→ WHAT TO WORK ON: In the listing below, the lines starting with the line with "Redirect::to(endpoints::DASHBOARD_VIEW)" and going on through the line with "async fn pages_redirect_to_log_in_without_session()" are to be reproduced exactly, and only those.

→ INPUT FOR THIS TASK:
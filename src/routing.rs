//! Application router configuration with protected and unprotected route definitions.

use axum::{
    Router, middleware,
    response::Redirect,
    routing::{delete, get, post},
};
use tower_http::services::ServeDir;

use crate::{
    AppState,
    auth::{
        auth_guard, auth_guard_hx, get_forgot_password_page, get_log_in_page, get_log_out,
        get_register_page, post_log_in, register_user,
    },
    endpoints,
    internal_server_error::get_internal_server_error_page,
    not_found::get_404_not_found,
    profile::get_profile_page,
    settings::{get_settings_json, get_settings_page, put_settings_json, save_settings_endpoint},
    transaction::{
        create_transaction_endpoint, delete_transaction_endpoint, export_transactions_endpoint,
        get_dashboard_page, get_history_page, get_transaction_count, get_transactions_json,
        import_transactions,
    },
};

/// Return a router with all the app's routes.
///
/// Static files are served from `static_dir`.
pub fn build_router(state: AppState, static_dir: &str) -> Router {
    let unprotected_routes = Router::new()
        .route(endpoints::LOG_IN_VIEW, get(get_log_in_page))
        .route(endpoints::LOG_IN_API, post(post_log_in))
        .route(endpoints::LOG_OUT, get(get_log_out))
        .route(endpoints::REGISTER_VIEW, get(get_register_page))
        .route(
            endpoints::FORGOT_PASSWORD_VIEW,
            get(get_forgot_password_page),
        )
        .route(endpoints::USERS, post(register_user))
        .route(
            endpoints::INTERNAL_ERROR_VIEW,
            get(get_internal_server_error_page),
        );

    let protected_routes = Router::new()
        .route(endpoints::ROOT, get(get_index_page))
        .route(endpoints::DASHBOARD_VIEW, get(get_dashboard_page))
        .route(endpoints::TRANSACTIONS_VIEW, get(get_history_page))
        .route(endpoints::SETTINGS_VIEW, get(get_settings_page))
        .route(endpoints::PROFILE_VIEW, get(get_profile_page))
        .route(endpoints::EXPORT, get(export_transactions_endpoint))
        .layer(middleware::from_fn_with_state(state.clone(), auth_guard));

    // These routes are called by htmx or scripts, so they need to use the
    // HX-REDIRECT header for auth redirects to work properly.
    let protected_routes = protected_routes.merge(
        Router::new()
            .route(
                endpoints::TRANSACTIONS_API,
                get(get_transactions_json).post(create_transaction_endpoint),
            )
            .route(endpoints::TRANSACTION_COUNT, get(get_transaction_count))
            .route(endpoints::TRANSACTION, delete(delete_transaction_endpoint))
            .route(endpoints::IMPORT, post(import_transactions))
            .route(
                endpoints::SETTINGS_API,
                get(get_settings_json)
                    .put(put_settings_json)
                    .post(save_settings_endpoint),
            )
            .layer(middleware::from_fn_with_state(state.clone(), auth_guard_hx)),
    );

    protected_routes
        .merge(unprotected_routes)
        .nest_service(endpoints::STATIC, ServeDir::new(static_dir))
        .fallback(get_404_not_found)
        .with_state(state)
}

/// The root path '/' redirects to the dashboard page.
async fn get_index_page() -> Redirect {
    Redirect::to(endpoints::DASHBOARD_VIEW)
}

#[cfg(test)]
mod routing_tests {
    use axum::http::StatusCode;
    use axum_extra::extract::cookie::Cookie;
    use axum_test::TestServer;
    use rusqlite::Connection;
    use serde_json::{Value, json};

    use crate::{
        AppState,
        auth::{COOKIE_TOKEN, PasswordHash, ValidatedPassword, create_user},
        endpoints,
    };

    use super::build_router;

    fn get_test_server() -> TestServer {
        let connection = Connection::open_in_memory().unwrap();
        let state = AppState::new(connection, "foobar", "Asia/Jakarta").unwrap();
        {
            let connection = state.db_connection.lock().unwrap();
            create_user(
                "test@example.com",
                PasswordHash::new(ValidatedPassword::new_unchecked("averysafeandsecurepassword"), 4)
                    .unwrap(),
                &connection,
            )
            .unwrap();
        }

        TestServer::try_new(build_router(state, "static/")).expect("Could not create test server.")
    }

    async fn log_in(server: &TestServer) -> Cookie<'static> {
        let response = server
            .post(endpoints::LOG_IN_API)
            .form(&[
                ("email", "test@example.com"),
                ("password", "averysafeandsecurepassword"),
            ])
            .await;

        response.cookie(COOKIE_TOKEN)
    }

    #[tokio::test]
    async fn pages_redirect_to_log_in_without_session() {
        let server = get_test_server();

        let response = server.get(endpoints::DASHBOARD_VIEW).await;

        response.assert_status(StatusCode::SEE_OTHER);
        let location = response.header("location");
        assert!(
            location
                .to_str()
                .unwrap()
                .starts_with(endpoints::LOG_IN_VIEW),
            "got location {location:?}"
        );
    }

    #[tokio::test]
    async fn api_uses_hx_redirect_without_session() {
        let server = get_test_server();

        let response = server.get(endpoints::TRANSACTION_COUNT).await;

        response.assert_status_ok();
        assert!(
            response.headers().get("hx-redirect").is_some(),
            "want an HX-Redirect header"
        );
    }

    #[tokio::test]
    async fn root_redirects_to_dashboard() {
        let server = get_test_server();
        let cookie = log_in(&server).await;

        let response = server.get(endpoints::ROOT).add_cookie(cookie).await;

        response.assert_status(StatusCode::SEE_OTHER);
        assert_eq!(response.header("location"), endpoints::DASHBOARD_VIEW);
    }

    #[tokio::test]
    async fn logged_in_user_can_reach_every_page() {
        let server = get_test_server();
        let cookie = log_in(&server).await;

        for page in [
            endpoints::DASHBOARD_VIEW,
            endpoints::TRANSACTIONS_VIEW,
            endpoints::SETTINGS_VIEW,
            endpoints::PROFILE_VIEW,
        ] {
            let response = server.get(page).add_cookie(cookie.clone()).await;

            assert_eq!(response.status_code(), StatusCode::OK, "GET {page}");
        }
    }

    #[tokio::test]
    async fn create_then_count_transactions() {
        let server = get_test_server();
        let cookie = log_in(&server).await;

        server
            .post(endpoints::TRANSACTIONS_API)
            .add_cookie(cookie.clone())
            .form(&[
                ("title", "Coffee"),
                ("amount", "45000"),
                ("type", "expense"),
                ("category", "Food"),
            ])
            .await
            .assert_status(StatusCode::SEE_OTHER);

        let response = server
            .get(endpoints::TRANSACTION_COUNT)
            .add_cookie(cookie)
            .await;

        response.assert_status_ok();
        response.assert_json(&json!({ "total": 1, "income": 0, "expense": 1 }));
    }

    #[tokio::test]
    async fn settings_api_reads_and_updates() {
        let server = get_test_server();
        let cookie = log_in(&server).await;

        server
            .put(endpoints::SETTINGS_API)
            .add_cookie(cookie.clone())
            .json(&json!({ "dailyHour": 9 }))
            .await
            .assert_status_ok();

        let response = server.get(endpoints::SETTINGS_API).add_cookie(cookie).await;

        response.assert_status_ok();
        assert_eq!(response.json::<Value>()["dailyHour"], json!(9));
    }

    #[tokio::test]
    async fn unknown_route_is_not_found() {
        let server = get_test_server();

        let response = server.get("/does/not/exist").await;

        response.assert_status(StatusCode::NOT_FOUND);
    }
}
...
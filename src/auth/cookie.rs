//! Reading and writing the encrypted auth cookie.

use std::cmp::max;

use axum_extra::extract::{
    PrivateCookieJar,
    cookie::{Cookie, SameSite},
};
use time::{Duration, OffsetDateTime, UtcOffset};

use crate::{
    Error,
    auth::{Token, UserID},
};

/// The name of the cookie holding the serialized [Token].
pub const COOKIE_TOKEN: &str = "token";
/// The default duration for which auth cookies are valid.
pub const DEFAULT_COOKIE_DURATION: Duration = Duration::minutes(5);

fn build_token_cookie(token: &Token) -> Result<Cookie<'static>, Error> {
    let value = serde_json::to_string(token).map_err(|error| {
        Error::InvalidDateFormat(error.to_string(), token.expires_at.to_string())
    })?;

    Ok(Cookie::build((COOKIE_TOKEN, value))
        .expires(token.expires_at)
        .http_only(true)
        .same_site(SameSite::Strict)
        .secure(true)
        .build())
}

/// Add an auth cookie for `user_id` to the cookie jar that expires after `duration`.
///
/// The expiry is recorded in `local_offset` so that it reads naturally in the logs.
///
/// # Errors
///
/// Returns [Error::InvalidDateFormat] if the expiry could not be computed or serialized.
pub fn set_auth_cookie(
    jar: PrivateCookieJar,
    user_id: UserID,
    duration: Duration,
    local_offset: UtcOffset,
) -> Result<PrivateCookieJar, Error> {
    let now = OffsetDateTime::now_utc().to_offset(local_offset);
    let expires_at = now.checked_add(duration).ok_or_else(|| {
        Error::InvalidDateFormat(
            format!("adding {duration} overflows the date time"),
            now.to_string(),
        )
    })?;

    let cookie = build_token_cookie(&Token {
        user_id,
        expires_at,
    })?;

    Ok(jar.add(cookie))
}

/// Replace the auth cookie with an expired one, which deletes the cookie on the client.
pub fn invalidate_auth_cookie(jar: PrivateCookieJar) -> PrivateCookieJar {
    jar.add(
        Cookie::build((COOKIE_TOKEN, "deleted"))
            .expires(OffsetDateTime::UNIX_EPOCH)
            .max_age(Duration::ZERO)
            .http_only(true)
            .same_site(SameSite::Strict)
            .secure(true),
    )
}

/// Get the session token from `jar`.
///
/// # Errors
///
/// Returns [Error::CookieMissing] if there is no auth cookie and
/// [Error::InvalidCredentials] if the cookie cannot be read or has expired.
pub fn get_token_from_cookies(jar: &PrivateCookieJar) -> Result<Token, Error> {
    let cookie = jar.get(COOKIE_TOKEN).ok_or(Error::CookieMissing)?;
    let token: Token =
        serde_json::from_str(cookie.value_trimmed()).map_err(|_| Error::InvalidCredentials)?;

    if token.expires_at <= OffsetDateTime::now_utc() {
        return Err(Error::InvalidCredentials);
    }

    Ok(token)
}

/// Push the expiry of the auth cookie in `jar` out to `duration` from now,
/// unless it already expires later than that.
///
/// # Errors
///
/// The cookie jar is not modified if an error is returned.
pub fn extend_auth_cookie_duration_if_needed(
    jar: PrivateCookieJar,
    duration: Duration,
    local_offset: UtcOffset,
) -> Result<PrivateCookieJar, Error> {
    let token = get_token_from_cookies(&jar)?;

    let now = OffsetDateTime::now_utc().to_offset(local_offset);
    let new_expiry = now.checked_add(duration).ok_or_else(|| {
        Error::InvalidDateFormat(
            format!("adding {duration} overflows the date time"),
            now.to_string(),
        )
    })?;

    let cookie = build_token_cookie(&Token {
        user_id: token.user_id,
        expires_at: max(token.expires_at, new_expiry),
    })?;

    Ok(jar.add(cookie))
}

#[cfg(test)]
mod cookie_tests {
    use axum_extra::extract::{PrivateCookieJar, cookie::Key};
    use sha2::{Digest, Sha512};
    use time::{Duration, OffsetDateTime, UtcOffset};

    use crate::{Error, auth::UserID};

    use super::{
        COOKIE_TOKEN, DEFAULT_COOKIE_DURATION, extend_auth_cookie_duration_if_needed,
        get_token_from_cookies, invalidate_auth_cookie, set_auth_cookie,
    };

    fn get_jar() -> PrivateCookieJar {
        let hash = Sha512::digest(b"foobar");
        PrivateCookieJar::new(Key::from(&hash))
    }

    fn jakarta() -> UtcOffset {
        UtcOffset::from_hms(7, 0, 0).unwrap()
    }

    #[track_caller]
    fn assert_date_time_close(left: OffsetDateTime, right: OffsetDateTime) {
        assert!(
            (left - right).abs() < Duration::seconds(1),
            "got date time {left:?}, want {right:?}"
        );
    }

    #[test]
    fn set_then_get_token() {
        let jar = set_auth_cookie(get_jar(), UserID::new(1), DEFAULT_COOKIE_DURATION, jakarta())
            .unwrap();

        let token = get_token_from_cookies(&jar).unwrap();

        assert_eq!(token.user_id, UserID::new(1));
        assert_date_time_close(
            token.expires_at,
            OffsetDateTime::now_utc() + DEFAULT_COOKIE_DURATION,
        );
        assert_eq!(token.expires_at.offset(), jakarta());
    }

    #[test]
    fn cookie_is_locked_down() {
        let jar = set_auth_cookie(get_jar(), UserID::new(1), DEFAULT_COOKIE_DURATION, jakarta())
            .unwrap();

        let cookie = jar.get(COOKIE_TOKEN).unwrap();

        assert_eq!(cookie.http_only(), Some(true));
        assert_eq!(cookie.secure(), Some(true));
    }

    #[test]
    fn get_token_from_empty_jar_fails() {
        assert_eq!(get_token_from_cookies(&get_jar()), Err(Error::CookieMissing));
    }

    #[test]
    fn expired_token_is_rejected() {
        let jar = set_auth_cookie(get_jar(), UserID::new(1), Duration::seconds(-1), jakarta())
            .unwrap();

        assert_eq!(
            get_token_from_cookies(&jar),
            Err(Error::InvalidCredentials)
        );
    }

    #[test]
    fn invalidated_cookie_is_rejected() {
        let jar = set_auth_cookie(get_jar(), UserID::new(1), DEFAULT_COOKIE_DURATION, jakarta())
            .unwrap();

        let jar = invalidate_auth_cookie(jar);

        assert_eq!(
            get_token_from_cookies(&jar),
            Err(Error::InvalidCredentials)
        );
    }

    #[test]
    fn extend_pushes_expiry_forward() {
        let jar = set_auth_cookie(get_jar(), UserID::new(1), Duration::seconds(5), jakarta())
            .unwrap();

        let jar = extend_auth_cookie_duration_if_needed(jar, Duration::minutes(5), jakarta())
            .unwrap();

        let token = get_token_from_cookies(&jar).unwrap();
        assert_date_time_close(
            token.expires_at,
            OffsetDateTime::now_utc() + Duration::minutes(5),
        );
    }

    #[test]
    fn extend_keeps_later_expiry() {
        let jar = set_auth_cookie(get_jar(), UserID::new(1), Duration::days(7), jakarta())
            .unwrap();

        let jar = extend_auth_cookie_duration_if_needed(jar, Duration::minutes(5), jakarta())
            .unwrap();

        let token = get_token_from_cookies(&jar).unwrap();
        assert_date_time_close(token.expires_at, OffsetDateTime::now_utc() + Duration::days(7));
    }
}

→ THE ANSWER:
    Redirect::to(endpoints::DASHBOARD_VIEW)
}

#[cfg(test)]
mod routing_tests {
    use axum::http::StatusCode;
    use axum_extra::extract::cookie::Cookie;
    use axum_test::TestServer;
    use rusqlite::Connection;
    use serde_json::{Value, json};

    use crate::{
        AppState,
        auth::{COOKIE_TOKEN, PasswordHash, ValidatedPassword, create_user},
        endpoints,
    };

    use super::build_router;

    fn get_test_server() -> TestServer {
        let connection = Connection::open_in_memory().unwrap();
        let state = AppState::new(connection, "foobar", "Asia/Jakarta").unwrap();
        {
            let connection = state.db_connection.lock().unwrap();
            create_user(
                "test@example.com",
                PasswordHash::new(ValidatedPassword::new_unchecked("averysafeandsecurepassword"), 4)
                    .unwrap(),
                &connection,
            )
            .unwrap();
        }

        TestServer::try_new(build_router(state, "static/")).expect("Could not create test server.")
    }

    async fn log_in(server: &TestServer) -> Cookie<'static> {
        let response = server
            .post(endpoints::LOG_IN_API)
            .form(&[
                ("email", "test@example.com"),
                ("password", "averysafeandsecurepassword"),
            ])
            .await;

        response.cookie(COOKIE_TOKEN)
    }

    #[tokio::test]
    async fn pages_redirect_to_log_in_without_session() {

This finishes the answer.